Carry over every entry exactly as it appears in the records.

**MATERIAL SHOWN**
______________________________

use color_eyre::{eyre::eyre, Result};
use serde::Deserialize;
use std::path::{Path, PathBuf};

/// Environment variable that overrides `remote.url`.
pub const REMOTE_URL_ENV: &str = "STRIDE_REMOTE_URL";

#[derive(Debug, Clone, Default, Deserialize)]
pub struct Config {
  #[serde(default)]
  pub remote: RemoteConfig,
  #[serde(default)]
  pub cache: CacheConfig,
  #[serde(default)]
  pub retry: RetryConfig,
}

#[derive(Debug, Clone, Deserialize)]
#[serde(default)]
pub struct RemoteConfig {
  /// Base URL of the sales API, e.g. "https://api.example.com/v1/"
  pub url: Option<String>,
  /// Per-request timeout
  pub timeout_ms: u64,
}

impl Default for RemoteConfig {
  fn default() -> Self {
    Self {
      url: None,
      timeout_ms: 15_000,
    }
  }
}

#[derive(Debug, Clone, Deserialize)]
#[serde(default)]
pub struct CacheConfig {
  /// Disable to keep the cache in memory only
  pub enabled: bool,
  /// SQLite file for the durable tier (defaults to the data directory)
  pub path: Option<PathBuf>,
  /// Lifetime of durable entries
  pub ttl_secs: u64,
  /// Bump to discard entries written by older builds
  pub version: u32,
}

impl Default for CacheConfig {
  fn default() -> Self {
    Self {
      enabled: true,
      path: None,
      ttl_secs: 300,
      version: 1,
    }
  }
}

#[derive(Debug, Clone, Deserialize)]
#[serde(default)]
pub struct RetryConfig {
  pub max_retries: u32,
  pub delay_ms: u64,
  pub backoff_factor: f64,
  pub max_delay_ms: u64,
}

impl Default for RetryConfig {
  fn default() -> Self {
    Self {
      max_retries: 3,
      delay_ms: 1_000,
      backoff_factor: 1.5,
      max_delay_ms: 10_000,
    }
  }
}

impl Config {
  /// Load configuration from file.
  ///
  /// Search order:
  /// 1. Explicit path if provided
  /// 2. ./stride.yaml (current directory)
  /// 3. $XDG_CONFIG_HOME/stride/config.yaml
  ///
  /// With no file found the defaults apply. `STRIDE_REMOTE_URL` overrides
  /// the configured remote URL either way.
  pub fn load(explicit_path: Option<&Path>) -> Result<Self> {
    let path = if let Some(p) = explicit_path {
      if p.exists() {
        Some(p.to_path_buf())
      } else {
        return Err(eyre!("Config file not found: {}", p.display()));
      }
    } else {
      Self::find_config_file()
    };

    let mut config = match path {
      Some(p) => Self::load_from_path(&p)?,
      None => Self::default(),
    };

    if let Ok(url) = std::env::var(REMOTE_URL_ENV) {
      if !url.trim().is_empty() {
        config.remote.url = Some(url);
      }
    }

    config.validate()?;
    Ok(config)
  }

  fn find_config_file() -> Option<PathBuf> {
    // Check current directory
    let local = PathBuf::from("stride.yaml");
    if local.exists() {
      return Some(local);
    }

    // Check XDG config directory
    if let Some(config_dir) = dirs::config_dir() {
      let xdg_path = config_dir.join("stride").join("config.yaml");
      if xdg_path.exists() {
        return Some(xdg_path);
      }
    }

    None
  }

  fn load_from_path(path: &Path) -> Result<Self> {
    let contents = std::fs::read_to_string(path)
      .map_err(|e| eyre!("Failed to read config file {}: {}", path.display(), e))?;

    Self::parse(&contents)
      .map_err(|e| eyre!("Failed to parse config file {}: {}", path.display(), e))
  }

  fn parse(contents: &str) -> Result<Self> {
    // An empty file is a valid config
    if contents.trim().is_empty() {
      return Ok(Self::default());
    }
    serde_yaml::from_str(contents).map_err(|e| eyre!("{}", e))
  }

  fn validate(&self) -> Result<()> {
    if self.retry.backoff_factor < 1.0 || !self.retry.backoff_factor.is_finite() {
      return Err(eyre!(
        "retry.backoff_factor must be at least 1.0, got {}",
        self.retry.backoff_factor
      ));
    }
    if self.retry.max_delay_ms < self.retry.delay_ms {
      return Err(eyre!(
        "retry.max_delay_ms ({}) must not be below retry.delay_ms ({})",
        self.retry.max_delay_ms,
        self.retry.delay_ms
      ));
    }
    if let Some(url) = &self.remote.url {
      url::Url::parse(url).map_err(|e| eyre!("remote.url is invalid: {}", e))?;
    }
    Ok(())
  }
}

#[cfg(test)]
mod tests {
  use super::*;

  #[test]
  fn test_defaults_for_missing_sections() {
    let config = Config::parse("remote:\n  url: https://api.example.com/v1/\n").unwrap();
    assert_eq!(config.remote.url.as_deref(), Some("https://api.example.com/v1/"));
    assert_eq!(config.remote.timeout_ms, 15_000);
    assert!(config.cache.enabled);
    assert_eq!(config.cache.ttl_secs, 300);
    assert_eq!(config.retry.max_retries, 3);
    assert_eq!(config.retry.backoff_factor, 1.5);
  }

  #[test]
  fn test_empty_file() {
    let config = Config::parse("  \n").unwrap();
    assert!(config.remote.url.is_none());
    assert_eq!(config.retry.delay_ms, 1_000);
  }

  #[test]
  fn test_partial_section() {
    let config = Config::parse("retry:\n  max_retries: 5\ncache:\n  enabled: false\n").unwrap();
    assert_eq!(config.retry.max_retries, 5);
    assert_eq!(config.retry.max_delay_ms, 10_000);
    assert!(!config.cache.enabled);
    assert_eq!(config.cache.version, 1);
  }

  #[test]
  fn test_validation() {
    let mut config = Config::default();
    assert!(config.validate().is_ok());

    config.retry.backoff_factor = 0.5;
    assert!(config.validate().is_err());

    config.retry.backoff_factor = 2.0;
    config.remote.url = Some("not a url".to_string());
    assert!(config.validate().is_err());
  }

  #[test]
  fn test_load_explicit_path() {
    let dir = tempfile::tempdir().unwrap();
    let path = dir.path().join("stride.yaml");
    std::fs::write(&path, "cache:\n  ttl_secs: 60\n").unwrap();

    let config = Config::load(Some(&path)).unwrap();
    assert_eq!(config.cache.ttl_secs, 60);

    let missing = dir.path().join("missing.yaml");
    assert!(Config::load(Some(&missing)).is_err());
  }
}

______________________________

**RESULT OF THE TASK**
use color_eyre::{eyre::eyre, Result};
use serde::Deserialize;
use std::path::{Path, PathBuf};

/// Environment variable that overrides `remote.url`.
pub const REMOTE_URL_ENV: &str = "STRIDE_REMOTE_URL";

#[derive(Debug, Clone, Default, Deserialize)]
pub struct Config {
  #[serde(default)]
  pub remote: RemoteConfig,
  #[serde(default)]
  pub cache: CacheConfig,
  #[serde(default)]
  pub retry: RetryConfig,
}

#[derive(Debug, Clone, Deserialize)]
#[serde(default)]
pub struct RemoteConfig {
  /// Base URL of the sales API, e.g. "https://api.example.com/v1/"
  pub url: Option<String>,
  /// Per-request timeout
  pub timeout_ms: u64,
}

impl Default for RemoteConfig {
  fn default() -> Self {
    Self {
      url: None,
      timeout_ms: 15_000,
    }
  }
}

#[derive(Debug, Clone, Deserialize)]
#[serde(default)]
pub struct CacheConfig {
  /// Disable to keep the cache in memory only
  pub enabled: bool,
  /// SQLite file for the durable tier (defaults to the data directory)
  pub path: Option<PathBuf>,
  /// Lifetime of durable entries
  pub ttl_secs: u64,
  /// Bump to discard entries written by older builds
  pub version: u32,
}

impl Default for CacheConfig {
  fn default() -> Self {
    Self {
      enabled: true,
      path: None,
      ttl_secs: 300,
      version: 1,
    }
  }
}

#[derive(Debug, Clone, Deserialize)]
#[serde(default)]
pub struct RetryConfig {
  pub max_retries: u32,
  pub delay_ms: u64,
  pub backoff_factor: f64,
  pub max_delay_ms: u64,
}

impl Default for RetryConfig {
  fn default() -> Self {
    Self {
      max_retries: 3,
      delay_ms: 1_000,
      backoff_factor: 1.5,
      max_delay_ms: 10_000,
    }
  }
}

impl Config {
  /// Load configuration from file.
  ///
  /// Search order:
  /// 1. Explicit path if provided
  /// 2. ./stride.yaml (current directory)
  /// 3. $XDG_CONFIG_HOME/stride/config.yaml
  ///
  /// With no file found the defaults apply. `STRIDE_REMOTE_URL` overrides
  /// the configured remote URL either way.
  pub fn load(explicit_path: Option<&Path>) -> Result<Self> {
    let path = if let Some(p) = explicit_path {
      if p.exists() {
        Some(p.to_path_buf())
      } else {
        return Err(eyre!("Config file not found: {}", p.display()));
      }
    } else {
      Self::find_config_file()
    };

    let mut config = match path {
      Some(p) => Self::load_from_path(&p)?,
      None => Self::default(),
    };

    if let Ok(url) = std::env::var(REMOTE_URL_ENV) {
      if !url.trim().is_empty() {
        config.remote.url = Some(url);
      }
    }

    config.validate()?;
    Ok(config)
  }

  fn find_config_file() -> Option<PathBuf> {
    // Check current directory
    let local = PathBuf::from("stride.yaml");
    if local.exists() {
      return Some(local);
    }

    // Check XDG config directory
    if let Some(config_dir) = dirs::config_dir() {
      let xdg_path = config_dir.join("stride").join("config.yaml");
      if xdg_path.exists() {
        return Some(xdg_path);
      }
    }

    None
  }

  fn load_from_path(path: &Path) -> Result<Self> {
    let contents = std::fs::read_to_string(path)
      .map_err(|e| eyre!("Failed to read config file {}: {}", path.display(), e))?;

    Self::parse(&contents)
      .map_err(|e| eyre!("Failed to parse config file {}: {}", path.display(), e))
  }

  fn parse(contents: &str) -> Result<Self> {
    // An empty file is a valid config
    if contents.trim().is_empty() {
      return Ok(Self::default());
    }
    serde_yaml::from_str(contents).map_err(|e| eyre!("{}", e))
  }

  fn validate(&self) -> Result<()> {
    if self.retry.backoff_factor < 1.0 || !self.retry.backoff_factor.is_finite() {
      return Err(eyre!(
        "retry.backoff_factor must be at least 1.0, got {}",
        self.retry.backoff_factor
      ));
    }
    if self.retry.max_delay_ms < self.retry.delay_ms {
      return Err(eyre!(
        "retry.max_delay_ms ({}) must not be below retry.delay_ms ({})",
        self.retry.max_delay_ms,
        self.retry.delay_ms
      ));
    }
    if let Some(url) = &self.remote.url {
      url::Url::parse(url).map_err(|e| eyre!("remote.url is invalid: {}", e))?;
    }
    Ok(())
  }
}

#[cfg(test)]
mod tests {
  use super::*;

  #[test]
  fn test_defaults_for_missing_sections() {
    let config = Config::parse("remote:\n  url: https://api.example.com/v1/\n").unwrap();
    assert_eq!(config.remote.url.as_deref(), Some("https://api.example.com/v1/"));
    assert_eq!(config.remote.timeout_ms, 15_000);
    assert!(config.cache.enabled);
    assert_eq!(config.cache.ttl_secs, 300);
    assert_eq!(config.retry.max_retries, 3);
    assert_eq!(config.retry.backoff_factor, 1.5);
  }

  #[test]
  fn test_empty_file() {
    let config = Config::parse("  \n").unwrap();
    assert!(config.remote.url.is_none());
    assert_eq!(config.retry.delay_ms, 1_000);
  }

  #[test]
  fn test_partial_section() {
    let config = Config::parse("retry:\n  max_retries: 5\ncache:\n  enabled: false\n").unwrap();
    assert_eq!(config.retry.max_retries, 5);
    assert_eq!(config.retry.max_delay_ms, 10_000);
    assert!(!config.cache.enabled);
    assert_eq!(config.cache.version, 1);
  }

  #[test]
  fn test_validation() {
    let mut config = Config::default();
    assert!(config.validate().is_ok());

    config.retry.backoff_factor = 0.5;
    assert!(config.validate().is_err());

    config.retry.backoff_factor = 2.0;
    config.remote.url = Some("not a url".to_string());
    assert!(config.validate().is_err());
  }

  #[test]
  fn test_load_explicit_path() {
    let dir = tempfile::tempdir().unwrap();
    let path = dir.path().join("stride.yaml");
    std::fs::write(&path, "cache:\n  ttl_secs: 60\n").unwrap();

    let config = Config::load(Some(&path)).unwrap();
    assert_eq!(config.cache.ttl_secs, 60);

    let missing = dir.path().join("missing.yaml");
    assert!(Config::load(Some(&missing)).is_err());
  }
}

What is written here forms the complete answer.